Una de las fuentes de desorden social radica en el creciente desempleo urbano producido como resultado de la reestructuración de las empresas públicas (lo que ha significado, de hecho, el despido de empleados públicos o el cierre de las empresas no rentables). A finales de 1997 se calculaba que había unos 5.768.000 parados, además de los 6.343.000 despedidos de las empresas públicas (CQ, septiembre 1998: 707). En marzo de 2000, el ministro de Trabajo y Seguridad Social informaba de que se esperaban otros 5.000.000 de despidos en el sector público, lo que elevaría el total de trabajadores despedidos a 11.500.000 (CQ, junio 2000: 600). A finales de la década de 1990, sin embargo, las áreas urbanas daban cobijo también a un «excedente» de 130 millones de trabajadores rurales e inmigrantes (CQ, septiembre 1998: 707). En su calidad de residentes temporales (es decir, sin un registro oficial urbano), dichos inmigrantes, que constituían una clase marginada sin acceso a las prestaciones sociales, residían en sus propias comunidades segregadas (y a menudo eran tratados con desprecio u hostilidad por parte de los residentes urbanos permanentes), y venían a añadirse a una creciente «población flotante» que buscaba trabajo en la construcción o en los talleres de reparaciones (Solinger, 1995: 114-115; 1999: 233). La mayoría de los inmigrantes eran campesinos varones sin instrucción, aunque en 1991 el gobierno admitió también la presencia de cuatro millones de trabajadores menores de edad (Solinger, 1995: 119-120).
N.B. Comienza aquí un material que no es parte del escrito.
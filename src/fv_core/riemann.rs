extern crate nalgebra as na;

use std::rc::Rc;

use crate::error::{Result, SolverError};
use crate::fv_core::geometry::Vector;
use crate::physics::{velocity_at, ArtificialCompressibilityVof, EulerEquations, GoverningEquations};

//TRAITS
/// Numerical flux between a left and a right state across a face with unit
/// normal `n` pointing from left to right.
pub trait RiemannSolver {
    fn flux(&self, ul: &[f64], ur: &[f64], n: &Vector) -> Result<na::DVector<f64>>;
}

//STRUCTS
pub struct RusanovRiemannSolver {
    eqn: Rc<dyn GoverningEquations>,
}

pub struct HllRiemannSolver {
    eqn: Rc<dyn GoverningEquations>,
}

/// Three-wave solver for the Euler equations.
pub struct HllcRiemannSolver {
    eqn: Rc<EulerEquations>,
}

/// Three-wave solver for two-phase artificial compressibility: the pressure
/// and normal velocity come from the HLL average, the contact carries the
/// tangential velocity and the volume fraction.
pub struct HllcVofRiemannSolver {
    eqn: Rc<ArtificialCompressibilityVof>,
}

//HELPER FUNCTIONS
/// Orthonormal pair spanning the plane orthogonal to the unit vector `n`.
pub fn unit_tangents(n: &Vector) -> (Vector, Vector) {
    let a = n.abs();
    let axis = if a.x <= a.y && a.x <= a.z {
        Vector::x()
    } else if a.y <= a.z {
        Vector::y()
    } else {
        Vector::z()
    };
    let t0 = n.cross(&axis).normalize();
    let t1 = n.cross(&t0);
    (t0, t1)
}

fn check_states(eqn: &dyn GoverningEquations, ul: &[f64], ur: &[f64]) -> Result<()> {
    eqn.check_physical(ul)?;
    eqn.check_physical(ur)
}

fn hll_combination(
    ul: &[f64],
    ur: &[f64],
    fl: &na::DVector<f64>,
    fr: &na::DVector<f64>,
    sl: f64,
    sr: f64,
) -> na::DVector<f64> {
    let dul = na::DVector::from_iterator(ul.len(), ur.iter().zip(ul).map(|(r, l)| r - l));
    (fl * sr - fr * sl + dul * (sl * sr)) / (sr - sl)
}

// Velocity at `offset` replaced by its components along (n, t0, t1).
fn rotate(u: &[f64], offset: usize, frame: &[Vector; 3]) -> Vec<f64> {
    let v = velocity_at(u, offset);
    let mut r = u.to_vec();
    for (k, axis) in frame.iter().enumerate() {
        r[offset + k] = v.dot(axis);
    }
    r
}

fn rotate_back(f: &mut na::DVector<f64>, offset: usize, frame: &[Vector; 3]) {
    let v = frame[0] * f[offset] + frame[1] * f[offset + 1] + frame[2] * f[offset + 2];
    f[offset] = v.x;
    f[offset + 1] = v.y;
    f[offset + 2] = v.z;
}

//IMPLEMENTATION
impl RusanovRiemannSolver {
    pub fn new(eqn: Rc<dyn GoverningEquations>) -> Self {
        RusanovRiemannSolver { eqn }
    }
}

impl RiemannSolver for RusanovRiemannSolver {
    fn flux(&self, ul: &[f64], ur: &[f64], n: &Vector) -> Result<na::DVector<f64>> {
        check_states(self.eqn.as_ref(), ul, ur)?;
        let fl = self.eqn.convective_flux(ul, n);
        let fr = self.eqn.convective_flux(ur, n);
        let s = self
            .eqn
            .max_abs_eigenvalue(ul, n)
            .max(self.eqn.max_abs_eigenvalue(ur, n));
        Ok(na::DVector::from_iterator(
            ul.len(),
            (0..ul.len()).map(|k| 0.5 * (fl[k] + fr[k]) - 0.5 * s * (ur[k] - ul[k])),
        ))
    }
}

impl HllRiemannSolver {
    pub fn new(eqn: Rc<dyn GoverningEquations>) -> Self {
        HllRiemannSolver { eqn }
    }
}

impl RiemannSolver for HllRiemannSolver {
    fn flux(&self, ul: &[f64], ur: &[f64], n: &Vector) -> Result<na::DVector<f64>> {
        check_states(self.eqn.as_ref(), ul, ur)?;
        let el = self.eqn.sorted_eigenvalues(ul, n);
        let er = self.eqn.sorted_eigenvalues(ur, n);
        let sl = el[0].min(er[0]);
        let sr = el[el.len() - 1].max(er[er.len() - 1]);

        let fl = self.eqn.convective_flux(ul, n);
        if sl >= 0.0 {
            return Ok(fl);
        }
        let fr = self.eqn.convective_flux(ur, n);
        if sr <= 0.0 {
            return Ok(fr);
        }
        Ok(hll_combination(ul, ur, &fl, &fr, sl, sr))
    }
}

impl HllcRiemannSolver {
    pub fn new(eqn: Rc<EulerEquations>) -> Self {
        HllcRiemannSolver { eqn }
    }

    fn star_state(&self, u: &[f64], n: &Vector, s: f64, s_star: f64) -> [f64; 5] {
        let rho = u[0];
        let v = self.eqn.velocity(u);
        let un = v.dot(n);
        let p = self.eqn.pressure(u);
        let factor = rho * (s - un) / (s - s_star);
        let v_star = v + n * (s_star - un);
        let e_star = u[4] / rho + (s_star - un) * (s_star + p / (rho * (s - un)));
        [
            factor,
            factor * v_star.x,
            factor * v_star.y,
            factor * v_star.z,
            factor * e_star,
        ]
    }
}

impl RiemannSolver for HllcRiemannSolver {
    fn flux(&self, ul: &[f64], ur: &[f64], n: &Vector) -> Result<na::DVector<f64>> {
        let eqn = self.eqn.as_ref();
        check_states(eqn, ul, ur)?;
        let (rho_l, rho_r) = (ul[0], ur[0]);
        let (un_l, un_r) = (eqn.velocity(ul).dot(n), eqn.velocity(ur).dot(n));
        let (p_l, p_r) = (eqn.pressure(ul), eqn.pressure(ur));
        let (a_l, a_r) = (eqn.sound_speed(ul), eqn.sound_speed(ur));

        let sl = (un_l - a_l).min(un_r - a_r);
        let sr = (un_l + a_l).max(un_r + a_r);

        let fl = eqn.convective_flux(ul, n);
        if sl >= 0.0 {
            return Ok(fl);
        }
        let fr = eqn.convective_flux(ur, n);
        if sr <= 0.0 {
            return Ok(fr);
        }

        let s_star = (p_r - p_l + rho_l * un_l * (sl - un_l) - rho_r * un_r * (sr - un_r))
            / (rho_l * (sl - un_l) - rho_r * (sr - un_r));

        let (u, f, s) = if s_star >= 0.0 { (ul, fl, sl) } else { (ur, fr, sr) };
        let star = self.star_state(u, n, s, s_star);
        if !(star[0] > 0.0) {
            return Err(SolverError::NonPhysicalState {
                what: "star density",
                value: star[0],
            });
        }
        Ok(na::DVector::from_iterator(
            5,
            (0..5).map(|k| f[k] + s * (star[k] - u[k])),
        ))
    }
}

impl HllcVofRiemannSolver {
    pub fn new(eqn: Rc<ArtificialCompressibilityVof>) -> Self {
        HllcVofRiemannSolver { eqn }
    }
}

impl RiemannSolver for HllcVofRiemannSolver {
    fn flux(&self, ul: &[f64], ur: &[f64], n: &Vector) -> Result<na::DVector<f64>> {
        let eqn = self.eqn.as_ref();
        check_states(eqn, ul, ur)?;
        let (t0, t1) = unit_tangents(n);
        let frame = [*n, t0, t1];
        let x = Vector::x();

        // Everything below works in the (n, t0, t1) frame with normal x.
        let ql = rotate(ul, 1, &frame);
        let qr = rotate(ur, 1, &frame);
        let el = eqn.sorted_eigenvalues(&ql, &x);
        let er = eqn.sorted_eigenvalues(&qr, &x);
        let sl = el[0].min(er[0]);
        let sr = el[4].max(er[4]);

        let fl = eqn.convective_flux(&ql, &x);
        let fr = eqn.convective_flux(&qr, &x);
        let mut flux = if sl >= 0.0 {
            fl
        } else if sr <= 0.0 {
            fr
        } else {
            // pressure and normal velocity from the HLL average; the rest
            // moves with the contact speed from the upwind side
            let s_star = (sr * qr[1] - sl * ql[1] - (fr[1] - fl[1])) / (sr - sl);
            let upwind = if s_star >= 0.0 { &ql } else { &qr };
            let mut flux = hll_combination(&ql, &qr, &fl, &fr, sl, sr);
            for k in 2..5 {
                flux[k] = s_star * upwind[k];
            }
            flux
        };
        rotate_back(&mut flux, 1, &frame);
        Ok(flux)
    }
}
Se pueden observar otras manifestaciones del malestar generalizado en los crecientes índices de delincuencia (por ejemplo, del tráfico de estupefacientes, especialmente en las fronteras suroccidentales de China) y drogadicción. Una alarmante consecuencia de las reformas económicas ha sido la «mercantilización» de las mujeres (Evans, 2000); con un creciente «mercado» de esposas potenciales y de mano de obra femenina, se ha producido un resurgimiento de los secuestros y ventas de mujeres y niños. Un informe de 1995 señalaba que entre 1991 y 1994 hubo cerca de 70.000 de tales secuestros, lo que llevó a la detención de 100.000 delincuentes (ibíd.: 225). Cabría señalar aquí que desde los inicios del proceso de reforma se ha producido también un constante incremento de la prostitución (ibíd.: 225; Hershatter, 1996).
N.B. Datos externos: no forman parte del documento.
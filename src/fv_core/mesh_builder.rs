use std::collections::HashMap;

use crate::error::{Result, SolverError};
use crate::fv_core::condition::BoundaryCondition;
use crate::fv_core::geometry::{Point, Shape, Surface, Vector, VtkType};
use crate::fv_core::mesh::{Boundary, Cell, Face, FaceNeighbor, Grid, Mesh};

/// Topology and coordinates of one cell. `points` normally repeat the node
/// coordinates; periodic meshes use them to keep the true geometry of cells
/// whose node ids wrap around.
pub struct CellSpec {
    pub vtk_type: VtkType,
    pub nodes: Vec<usize>,
    pub points: Vec<Point>,
}

/// Assembles cells into a face-connected mesh by matching faces through
/// their node sets and positions; across a periodic seam the positions
/// differ by one rigid translation. Faces seen only once become boundary faces and are
/// tagged by a classifier.
pub struct MeshBuilder {
    dimension: usize,
    nodes: Vec<Point>,
    cells: Vec<CellSpec>,
    boundaries: Vec<(String, Box<dyn BoundaryCondition>)>,
}

struct PendingFace {
    nodes: Vec<usize>,
    points: Vec<Point>,
    surface: Surface,
    left: usize,
    right: Option<usize>,
    right_offset: Vector,
}

impl PendingFace {
    /// Translation carrying `points` onto this face when both list the same
    /// nodes at rigidly shifted positions. Zero for an interior face, a
    /// period across a seam, `None` for a different face on the same nodes.
    fn translation_onto(&self, nodes: &[usize], points: &[Point]) -> Option<Vector> {
        let size = (self.points[1] - self.points[0]).norm();
        let mut translation: Option<Vector> = None;
        for (n, p) in nodes.iter().zip(points) {
            let k = self.nodes.iter().position(|m| m == n)?;
            let d = self.points[k] - *p;
            if let Some(t) = translation {
                if (d - t).norm() > 1e-8 * size {
                    return None;
                }
            } else {
                translation = Some(d);
            }
        }
        translation
    }
}

impl MeshBuilder {
    pub fn new(dimension: usize, nodes: Vec<Point>) -> Self {
        MeshBuilder {
            dimension,
            nodes,
            cells: Vec::new(),
            boundaries: Vec::new(),
        }
    }

    pub fn add_cell(&mut self, vtk_type: VtkType, nodes: Vec<usize>) -> Result<&mut Self> {
        let mut points = Vec::with_capacity(nodes.len());
        for &n in nodes.iter() {
            let p = self.nodes.get(n).ok_or_else(|| {
                SolverError::Config(format!("cell references missing node {}", n))
            })?;
            points.push(*p);
        }
        self.add_cell_with_points(vtk_type, nodes, points)
    }

    pub fn add_cell_with_points(
        &mut self,
        vtk_type: VtkType,
        nodes: Vec<usize>,
        points: Vec<Point>,
    ) -> Result<&mut Self> {
        let admissible = match self.dimension {
            2 => matches!(vtk_type, VtkType::Triangle | VtkType::Quad),
            3 => vtk_type.is_volumetric(),
            _ => false,
        };
        if !admissible {
            return Err(SolverError::Config(format!(
                "{:?} cell in a {}D mesh",
                vtk_type, self.dimension
            )));
        }
        self.cells.push(CellSpec {
            vtk_type,
            nodes,
            points,
        });
        Ok(self)
    }

    pub fn boundary(mut self, name: &str, condition: Box<dyn BoundaryCondition>) -> Self {
        self.boundaries.push((name.to_string(), condition));
        self
    }

    /// `classify` receives the node ids and surface of every unmatched face
    /// and returns the name of the boundary it belongs to.
    pub fn build<F>(self, num_vars: usize, classify: F) -> Result<Mesh>
    where
        F: Fn(&[usize], &Surface) -> String,
    {
        let MeshBuilder {
            dimension,
            nodes,
            cells: specs,
            boundaries,
        } = self;

        let mut cells: Vec<Cell> = Vec::with_capacity(specs.len());
        let mut pending: Vec<PendingFace> = Vec::new();
        // Periodic wrapping can give distinct faces the same node set, so a
        // key maps to every face seen with it.
        let mut lookup: HashMap<Vec<usize>, Vec<usize>> = HashMap::new();

        for (index, mut spec) in specs.into_iter().enumerate() {
            if dimension == 2 {
                orient_counter_clockwise(&mut spec);
            }
            let shape = Shape::new(spec.vtk_type, spec.points.clone())?;
            let mut cell_faces = Vec::new();
            for local in spec.vtk_type.face_node_lists() {
                let face_nodes: Vec<usize> = local.iter().map(|&k| spec.nodes[k]).collect();
                let points: Vec<Point> = local.iter().map(|&k| spec.points[k]).collect();
                let mut key = face_nodes.clone();
                key.sort_unstable();
                let candidates = lookup.entry(key).or_default();
                let matched = candidates.iter().copied().find_map(|f| {
                    let face = &pending[f];
                    if face.left == index {
                        return None;
                    }
                    face.translation_onto(&face_nodes, &points).map(|t| (f, t))
                });
                match matched {
                    Some((f, _)) if pending[f].right.is_some() => {
                        return Err(SolverError::Config(format!(
                            "face with nodes {:?} is shared by more than two cells",
                            face_nodes
                        )));
                    }
                    Some((f, offset)) => {
                        let face = &mut pending[f];
                        face.right = Some(index);
                        face.right_offset = offset;
                        cell_faces.push(f);
                    }
                    None => {
                        let surface = if dimension == 2 {
                            Surface::edge(&points[0], &points[1])
                        } else {
                            Surface::polygon(&points)
                        };
                        candidates.push(pending.len());
                        cell_faces.push(pending.len());
                        pending.push(PendingFace {
                            nodes: face_nodes,
                            points,
                            surface,
                            left: index,
                            right: None,
                            right_offset: Vector::zeros(),
                        });
                    }
                }
            }
            cells.push(Cell {
                index,
                nodes: spec.nodes,
                faces: cell_faces,
                shape,
            });
        }

        let mut boundary_faces: Vec<Vec<usize>> = vec![Vec::new(); boundaries.len()];
        let mut faces = Vec::with_capacity(pending.len());
        let mut slot = 0;
        for (index, p) in pending.into_iter().enumerate() {
            let right = match p.right {
                Some(c) => FaceNeighbor::Cell(c),
                None => {
                    let name = classify(&p.nodes, &p.surface);
                    let boundary = boundaries
                        .iter()
                        .position(|(n, _)| *n == name)
                        .ok_or(SolverError::UnknownBoundary(name))?;
                    boundary_faces[boundary].push(index);
                    slot += 1;
                    FaceNeighbor::Ghost {
                        boundary,
                        slot: slot - 1,
                    }
                }
            };
            faces.push(Face {
                index,
                nodes: p.nodes,
                surface: p.surface,
                left: p.left,
                right,
                right_offset: p.right_offset,
            });
        }

        let boundaries = boundaries
            .into_iter()
            .zip(boundary_faces)
            .map(|((name, condition), faces)| Boundary {
                name,
                condition,
                faces,
            })
            .collect();

        let grid = Grid {
            dimension,
            nodes,
            cells,
            faces,
        };
        Ok(Mesh::new(grid, boundaries, num_vars))
    }
}

fn orient_counter_clockwise(spec: &mut CellSpec) {
    if Surface::polygon(&spec.points).unit_normal.z < 0.0 {
        spec.nodes.reverse();
        spec.points.reverse();
    }
}

/// Logical sides of a structured 2D mesh, used as boundary names.
pub const XI_MIN: &str = "xi_min";
pub const XI_MAX: &str = "xi_max";
pub const ETA_MIN: &str = "eta_min";
pub const ETA_MAX: &str = "eta_max";

/// Quadrilateral mesh from a logically rectangular node array `nodes[i][j]`.
/// A periodic direction wraps its last cell layer onto the first, so that
/// side has no boundary faces.
pub struct Structured2D {
    pub nodes: Vec<Vec<Point>>,
    pub periodic_xi: bool,
    pub periodic_eta: bool,
}

impl Structured2D {
    /// Uniform Cartesian grid over `[min_x, min_x + lx] x [min_y, min_y + ly]`.
    pub fn cartesian(min: (f64, f64), lengths: (f64, f64), num_cells: (usize, usize)) -> Self {
        let (nx, ny) = (num_cells.0 + 1, num_cells.1 + 1);
        let nodes = (0..nx)
            .map(|i| {
                let x = min.0 + i as f64 / (nx as f64 - 1.0) * lengths.0;
                (0..ny)
                    .map(|j| {
                        let y = min.1 + j as f64 / (ny as f64 - 1.0) * lengths.1;
                        Point::new(x, y, 0.0)
                    })
                    .collect()
            })
            .collect();
        Structured2D {
            nodes,
            periodic_xi: false,
            periodic_eta: false,
        }
    }

    pub fn periodic(mut self, xi: bool, eta: bool) -> Self {
        self.periodic_xi = xi;
        self.periodic_eta = eta;
        self
    }

    pub fn build(
        self,
        num_vars: usize,
        boundaries: Vec<(&str, Box<dyn BoundaryCondition>)>,
    ) -> Result<Mesh> {
        let ni = self.nodes.len();
        let nj = self.nodes.first().map_or(0, |col| col.len());
        if ni < 2 || nj < 2 || self.nodes.iter().any(|col| col.len() != nj) {
            return Err(SolverError::Config(
                "structured mesh needs a rectangular node array of at least 2x2".to_string(),
            ));
        }
        if (self.periodic_xi && ni < 3) || (self.periodic_eta && nj < 3) {
            return Err(SolverError::Config(
                "a periodic direction needs at least 2 cells".to_string(),
            ));
        }
        // Number of distinct node columns/rows once periodic wrapping applies.
        let ui = if self.periodic_xi { ni - 1 } else { ni };
        let uj = if self.periodic_eta { nj - 1 } else { nj };
        let id = |i: usize, j: usize| (i % ui) * uj + (j % uj);

        let mut unique = vec![Point::origin(); ui * uj];
        for i in 0..ui {
            for j in 0..uj {
                unique[id(i, j)] = self.nodes[i][j];
            }
        }

        let mut builder = MeshBuilder::new(2, unique);
        for i in 0..ni - 1 {
            for j in 0..nj - 1 {
                let corners = [(i, j), (i + 1, j), (i + 1, j + 1), (i, j + 1)];
                let ids = corners.iter().map(|&(a, b)| id(a, b)).collect();
                let points = corners.iter().map(|&(a, b)| self.nodes[a][b]).collect();
                builder.add_cell_with_points(VtkType::Quad, ids, points)?;
            }
        }
        for (name, condition) in boundaries {
            builder = builder.boundary(name, condition);
        }

        let (periodic_xi, periodic_eta) = (self.periodic_xi, self.periodic_eta);
        builder.build(num_vars, move |face_nodes, _| {
            let all = |pred: &dyn Fn(usize, usize) -> bool| {
                face_nodes.iter().all(|&n| pred(n / uj, n % uj))
            };
            let side = if !periodic_xi && all(&|i, _| i == 0) {
                XI_MIN
            } else if !periodic_xi && all(&|i, _| i == ui - 1) {
                XI_MAX
            } else if !periodic_eta && all(&|_, j| j == 0) {
                ETA_MIN
            } else {
                ETA_MAX
            };
            side.to_string()
        })
    }
}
Mientras China inicia el siglo XXI, el gobierno afronta disturbios étnicos en el Tibet y Xinjiang, donde la creciente presencia china han suscita resentimientos. En Xinjiang, por ejemplo, patria de los uigures (como ya hemos señalado anteriormente, un pueblo musulmán de habla turca), que constituyen cerca del 50 % de la población, la presencia china han se ha incrementado del 6,3 % de la población en 1949 al 38 % actuad; además, todos los altos cargos del partido están monopolizados por chinos han. También la prohibición (desde 1990) de toda actividad religiosa para las personas menores de dieciocho años ha suscitado una ardiente oposición. En los últimos años ha surgido un movimiento separatista (paralelamente al incremento del movimiento de oposición tibetano que se originó con la huida del dalai lama a la India, en 1959) inspirado en la República del Turkestán Oriental, brevemente establecida en 1944-1949, en un momento en el que el gobierno del Guomindang se desmoronaba.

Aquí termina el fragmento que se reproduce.